Record extracts:

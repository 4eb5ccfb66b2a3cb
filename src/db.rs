use sqlx::{postgres::PgPoolOptions, PgPool};

pub struct Database {
    pub pool: PgPool,
}

impl Database {
    pub async fn new(database_url: &str) -> anyhow::Result<Self> {
        let pool = PgPoolOptions::new()
            .max_connections(10)
            .connect(database_url)
            .await?;

        let db = Self { pool };
        db.ensure_schema().await?;

        Ok(db)
    }

    /// Creates the indicator table and its index if missing. Safe to run on every start.
    pub async fn ensure_schema(&self) -> anyhow::Result<()> {
        sqlx::query(
            r#"
            CREATE TABLE IF NOT EXISTS wealth_indicators (
                id BIGSERIAL PRIMARY KEY,
                prospect_id BIGINT NOT NULL,
                indicator_type VARCHAR(50) NOT NULL,
                indicator_value TEXT NOT NULL,
                source VARCHAR(255),
                date_found DATE,
                verified BOOLEAN NOT NULL DEFAULT false,
                notes TEXT,
                created_at TIMESTAMPTZ NOT NULL DEFAULT now()
            )
            "#,
        )
        .execute(&self.pool)
        .await?;

        sqlx::query(
            "CREATE INDEX IF NOT EXISTS wealth_indicators_prospect_idx ON wealth_indicators (prospect_id)",
        )
        .execute(&self.pool)
        .await?;

        tracing::debug!("Schema check complete");
        Ok(())
    }
}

Exercise requirements:
Repeat only the stretch of lines that opens with the line containing "indicator_value TEXT NOT" and closes with the final line of the entries, both included, exactly as written.

Response to this exercise:
                indicator_value TEXT NOT NULL,
                source VARCHAR(255),
                date_found DATE,
                verified BOOLEAN NOT NULL DEFAULT false,
                notes TEXT,
                created_at TIMESTAMPTZ NOT NULL DEFAULT now()
            )
            "#,
        )
        .execute(&self.pool)
        .await?;

        sqlx::query(
            "CREATE INDEX IF NOT EXISTS wealth_indicators_prospect_idx ON wealth_indicators (prospect_id)",
        )
        .execute(&self.pool)
        .await?;

        tracing::debug!("Schema check complete");
        Ok(())
    }
}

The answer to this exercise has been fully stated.